-- Problem statement --
Copy nothing but the lines below running from the line containing "SPA static fallback" through the line containing "use tower_http::cors::CorsLayer;", both end lines included.

═══ Task data ═══

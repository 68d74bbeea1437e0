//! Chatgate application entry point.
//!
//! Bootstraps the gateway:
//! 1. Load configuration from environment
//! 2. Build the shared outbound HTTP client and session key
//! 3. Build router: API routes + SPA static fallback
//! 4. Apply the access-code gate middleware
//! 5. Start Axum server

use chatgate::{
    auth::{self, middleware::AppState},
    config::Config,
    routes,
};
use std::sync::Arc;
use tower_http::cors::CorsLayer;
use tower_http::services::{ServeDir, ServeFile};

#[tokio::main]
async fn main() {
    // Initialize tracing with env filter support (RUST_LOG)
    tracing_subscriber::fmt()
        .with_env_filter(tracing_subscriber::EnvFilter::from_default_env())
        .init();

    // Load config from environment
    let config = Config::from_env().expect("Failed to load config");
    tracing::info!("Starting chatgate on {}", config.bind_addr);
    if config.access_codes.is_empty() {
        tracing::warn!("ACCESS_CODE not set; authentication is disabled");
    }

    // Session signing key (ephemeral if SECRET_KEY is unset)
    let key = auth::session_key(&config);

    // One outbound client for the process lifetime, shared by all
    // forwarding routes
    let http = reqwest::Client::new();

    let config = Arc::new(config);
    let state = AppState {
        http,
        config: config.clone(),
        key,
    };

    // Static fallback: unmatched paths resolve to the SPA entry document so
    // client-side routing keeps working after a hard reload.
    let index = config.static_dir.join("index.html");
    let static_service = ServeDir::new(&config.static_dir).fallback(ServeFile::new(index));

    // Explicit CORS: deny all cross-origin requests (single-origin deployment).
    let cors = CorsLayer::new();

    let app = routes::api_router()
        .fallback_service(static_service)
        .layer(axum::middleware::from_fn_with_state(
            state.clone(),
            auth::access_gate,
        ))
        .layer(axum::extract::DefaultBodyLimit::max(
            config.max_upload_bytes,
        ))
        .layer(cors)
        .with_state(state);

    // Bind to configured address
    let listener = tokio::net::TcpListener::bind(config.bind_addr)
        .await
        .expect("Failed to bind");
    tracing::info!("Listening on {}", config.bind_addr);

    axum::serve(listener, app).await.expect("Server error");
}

═══
═══ Task data ═══

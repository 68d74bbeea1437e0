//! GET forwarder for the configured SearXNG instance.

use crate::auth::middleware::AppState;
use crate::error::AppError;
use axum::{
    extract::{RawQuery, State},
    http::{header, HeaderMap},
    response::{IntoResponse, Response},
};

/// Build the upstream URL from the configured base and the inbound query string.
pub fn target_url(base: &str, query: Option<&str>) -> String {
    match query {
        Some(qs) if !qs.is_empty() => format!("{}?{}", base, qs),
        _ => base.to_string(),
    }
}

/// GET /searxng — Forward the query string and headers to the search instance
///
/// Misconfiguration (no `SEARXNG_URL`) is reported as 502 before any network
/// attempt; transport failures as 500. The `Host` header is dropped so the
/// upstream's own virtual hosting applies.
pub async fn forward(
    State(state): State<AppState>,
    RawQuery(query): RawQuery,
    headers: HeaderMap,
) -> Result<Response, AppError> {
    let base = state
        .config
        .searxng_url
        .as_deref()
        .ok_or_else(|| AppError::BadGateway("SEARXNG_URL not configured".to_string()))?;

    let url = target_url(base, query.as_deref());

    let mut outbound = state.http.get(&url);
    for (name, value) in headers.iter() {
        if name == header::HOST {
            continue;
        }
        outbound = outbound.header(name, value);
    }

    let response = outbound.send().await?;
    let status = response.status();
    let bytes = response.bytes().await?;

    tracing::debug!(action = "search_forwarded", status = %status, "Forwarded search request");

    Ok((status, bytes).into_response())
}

═══

-- Solution for this task --
//! 3. Build router: API routes + SPA static fallback
//! 4. Apply the access-code gate middleware
//! 5. Start Axum server

use chatgate::{
    auth::{self, middleware::AppState},
    config::Config,
    routes,
};
use std::sync::Arc;
use tower_http::cors::CorsLayer;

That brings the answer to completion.